═══ Records to process
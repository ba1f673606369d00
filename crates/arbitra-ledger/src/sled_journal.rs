//! Embedded sled backend for the journal
//!
//! Records live in a dedicated tree keyed by the big-endian sequence, so
//! iteration order is commit order. Appends are flushed before they are
//! acknowledged; a record whose flush fails is withdrawn again.

use std::path::Path;

use async_trait::async_trait;
use tracing::error;

use arbitra_types::{EscrowError, Result};

use crate::journal::{Journal, JournalRecord};

const JOURNAL_TREE: &str = "arbitra_journal";

fn unavailable(e: sled::Error) -> EscrowError {
    EscrowError::unavailable("sled journal", e.to_string())
}

/// Durable journal stored in an embedded sled database
pub struct SledJournal {
    db: sled::Db,
    tree: sled::Tree,
}

impl SledJournal {
    /// Open (or create) the journal under `path`
    pub fn open(path: impl AsRef<Path>) -> Result<Self> {
        let db = sled::open(path).map_err(unavailable)?;
        Self::from_db(db)
    }

    /// Journal in a throwaway database, removed on drop
    pub fn temporary() -> Result<Self> {
        let db = sled::Config::new()
            .temporary(true)
            .open()
            .map_err(unavailable)?;
        Self::from_db(db)
    }

    fn from_db(db: sled::Db) -> Result<Self> {
        let tree = db.open_tree(JOURNAL_TREE).map_err(unavailable)?;
        Ok(Self { db, tree })
    }

    /// Bytes used on disk
    pub fn size_on_disk(&self) -> Result<u64> {
        self.db.size_on_disk().map_err(unavailable)
    }

    /// Remove a record that was inserted but never acknowledged
    fn withdraw(&self, key: [u8; 8], value: &[u8], sequence: u64) {
        match self.tree.compare_and_swap(key, Some(value), None::<&[u8]>) {
            Ok(Ok(())) => {}
            Ok(Err(_)) => error!(sequence, "Unflushed record changed before withdrawal"),
            Err(e) => error!(sequence, error = %e, "Unflushed record could not be withdrawn"),
        }
    }
}

#[async_trait]
impl Journal for SledJournal {
    async fn append(&self, record: &JournalRecord) -> Result<()> {
        let key = record.sequence.to_be_bytes();
        let value = serde_json::to_vec(record)?;

        self.tree
            .compare_and_swap(key, None::<&[u8]>, Some(value.as_slice()))
            .map_err(unavailable)?
            .map_err(|_| {
                EscrowError::integrity(record.sequence, "sequence already recorded")
            })?;

        if let Err(e) = self.tree.flush_async().await {
            self.withdraw(key, &value, record.sequence);
            return Err(unavailable(e));
        }
        Ok(())
    }

    async fn get(&self, sequence: u64) -> Result<Option<JournalRecord>> {
        let Some(value) = self.tree.get(sequence.to_be_bytes()).map_err(unavailable)? else {
            return Ok(None);
        };
        let record = serde_json::from_slice(&value).map_err(|e| {
            EscrowError::integrity(sequence, format!("undecodable record: {e}"))
        })?;
        Ok(Some(record))
    }

    async fn load(&self) -> Result<Vec<JournalRecord>> {
        let mut records = Vec::with_capacity(self.tree.len());
        for item in self.tree.iter() {
            let (key, value) = item.map_err(unavailable)?;
            let record: JournalRecord = serde_json::from_slice(&value).map_err(|e| {
                let sequence = <[u8; 8]>::try_from(key.as_ref())
                    .map(u64::from_be_bytes)
                    .unwrap_or(0);
                EscrowError::integrity(sequence, format!("undecodable record: {e}"))
            })?;
            records.push(record);
        }
        Ok(records)
    }

    fn backend(&self) -> &'static str {
        "sled"
    }
}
══════
▶ Work required
Once you find the line containing "let sequence = <[u8;", copy it and every line after it through the end of the records, exactly as they stand.

▶ Task output
                let sequence = <[u8; 8]>::try_from(key.as_ref())
                    .map(u64::from_be_bytes)
                    .unwrap_or(0);
                EscrowError::integrity(sequence, format!("undecodable record: {e}"))
            })?;
            records.push(record);
        }
        Ok(records)
    }

    fn backend(&self) -> &'static str {
        "sled"
    }
}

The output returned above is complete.